Publication or External Link






We present detailed physics based numerical models for characterizing 4H-Silicon Carbide lateral MOSFETs and vertical power DMOSFETs for high temperature, high field, DC, AC and transient switching operating conditions. A complete 2-D Drift-Diffusion based device simulator has been developed specifically for SiC MOSFETs, to evaluate device performance in a variety of operating scenarios, and to extract relevant physical parameters.
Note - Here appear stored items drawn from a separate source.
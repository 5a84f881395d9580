use thiserror::Error;

use crate::media_store::MediaStoreError;

#[derive(Error, Debug)]
pub enum ClinicError {
    #[error("Not found: {0}")]
    NotFound(String),

    #[error("Persistence error: {0}")]
    Persistence(String),

    #[error("Upload failed: {0}")]
    Upload(#[from] MediaStoreError),

    #[error("Invalid input: {0}")]
    InvalidInput(String),

    /// The relational store and the media store disagree and nothing in
    /// this process will fix it. `object_ids` are the remote objects whose
    /// state no longer matches their rows.
    #[error("Stores out of sync ({reason}); reconcile objects: {}", object_ids.join(", "))]
    Inconsistent {
        reason: String,
        object_ids: Vec<String>,
    },
}

impl ClinicError {
    pub fn not_found(what: impl Into<String>) -> Self {
        Self::NotFound(what.into())
    }

    pub fn persistence(context: &str, err: impl std::fmt::Display) -> Self {
        Self::Persistence(format!("{context}: {err}"))
    }
}

impl From<sqlx::Error> for ClinicError {
    fn from(err: sqlx::Error) -> Self {
        match err {
            sqlx::Error::RowNotFound => Self::NotFound("row not found".into()),
            other => Self::Persistence(other.to_string()),
        }
    }
}

pub type Result<T> = std::result::Result<T, ClinicError>;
We have developed and implemented room and high temperature mobility models for bulk phonon and impurity scattering, surface phonon scattering, Coulomb scattering from interface traps, and surface roughness scattering. High temperature models for interface trap density of states and occupation probability of interface traps are also implemented. By rigorous comparison of simulated I-V characteristics to experimental data at high temperatures, physical parameters like interface trap density of states, surface step height, saturation velocity, etc. have been extracted. Insight into relative importance of scattering mechanisms influencing transport in SiC MOSFETs has been provided. We show that the strongest contribution to low current in SiC MOSFETs is from the loss of mobile inversion charge due to large amount of trapping at the interface, and due to very low surface mobility arising due to a rough SiC-SiO2 interface. We show that surface roughness scattering dominates at high gate biases and is the most important scattering mechanism in 4H-SiC MOSFETs.
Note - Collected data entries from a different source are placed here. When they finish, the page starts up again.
//! Repository ports (interfaces) for the patient/visit/image aggregate.
//! Application code only sees these; PostgreSQL adapters live under
//! `database::infrastructure::postgres`.

pub mod patients;
pub mod transaction;
pub mod visit_images;
pub mod visits;
use std::any::type_name_of_val;
use std::fmt;
use std::sync::Arc;

use crate::database::infrastructure::postgres::{
    PostgresPatientsRepository, PostgresTransactionalStore, PostgresVisitImagesRepository,
    PostgresVisitsRepository,
};
use crate::database::ports::{
    patients::PatientsRepository, transaction::TransactionalStore,
    visit_images::VisitImagesRepository, visits::VisitsRepository,
};
use crate::database::postgres::PostgresDatabase;

/// Every relational port the coordinator needs, behind trait objects so
/// tests can swap in the in-memory store.
#[derive(Clone)]
pub struct ClinicUnitOfWork {
    pub patients: Arc<dyn PatientsRepository>,
    pub visits: Arc<dyn VisitsRepository>,
    pub visit_images: Arc<dyn VisitImagesRepository>,
    pub transactions: Arc<dyn TransactionalStore>,
}

impl fmt::Debug for ClinicUnitOfWork {
    fn fmt(&self, f: &mut fmt::Formatter<'_>) -> fmt::Result {
        f.debug_struct("ClinicUnitOfWork")
            .field("patients", &type_name_of_val(self.patients.as_ref()))
            .field("visits", &type_name_of_val(self.visits.as_ref()))
            .field("visit_images", &type_name_of_val(self.visit_images.as_ref()))
            .field("transactions", &type_name_of_val(self.transactions.as_ref()))
            .finish()
    }
}

impl ClinicUnitOfWork {
    pub fn from_postgres(db: &PostgresDatabase) -> Self {
        let pool = db.pool().clone();
        Self {
            patients: Arc::new(PostgresPatientsRepository::new(pool.clone())),
            visits: Arc::new(PostgresVisitsRepository::new(pool.clone())),
            visit_images: Arc::new(PostgresVisitImagesRepository::new(pool.clone())),
            transactions: Arc::new(PostgresTransactionalStore::new(pool)),
        }
    }

    /// One object implementing every port, e.g. the in-memory test store.
    pub fn from_store<S>(store: Arc<S>) -> Self
    where
        S: PatientsRepository
            + VisitsRepository
            + VisitImagesRepository
            + TransactionalStore
            + 'static,
    {
        Self {
            patients: store.clone(),
            visits: store.clone(),
            visit_images: store.clone(),
            transactions: store,
        }
    }
}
Switching characteristics of SiC lateral MOSFETs have been modeled and simulated using our custom device simulator. A comprehensive generation-recombination model for interaction between inversion layer electrons and interface traps has been developed. Using this model, we have modeled the time-dependent occupation of interface traps spread inside the SiC bandgap. We have measured the transient characteristics of these devices, and compare our simulation to experiment and have extracted capture cross-sections of interface traps. Using the coupled experiment and modeling approach, we are able to distinguish between fast interface traps and slow oxide traps, and explain how they contribute to threshold voltage instability.

High power 4H-SiC DMOSFET operation in the ON and the OFF states has also been analyzed. We show that in current generation SiC DMOSFETs, the ON resistance is dominated by the channel resistance instead of the drift-layer resistance. This makes the design of SiC DMOSFETs far from ideal. OFF state blocking capability and breakdown due to impact ionization of the DMOSFETs are also modeled and simulated. We show that the 4H-SiC DMOSFETs have excellent leakage characteristics and can support extremely high OFF state drain voltages.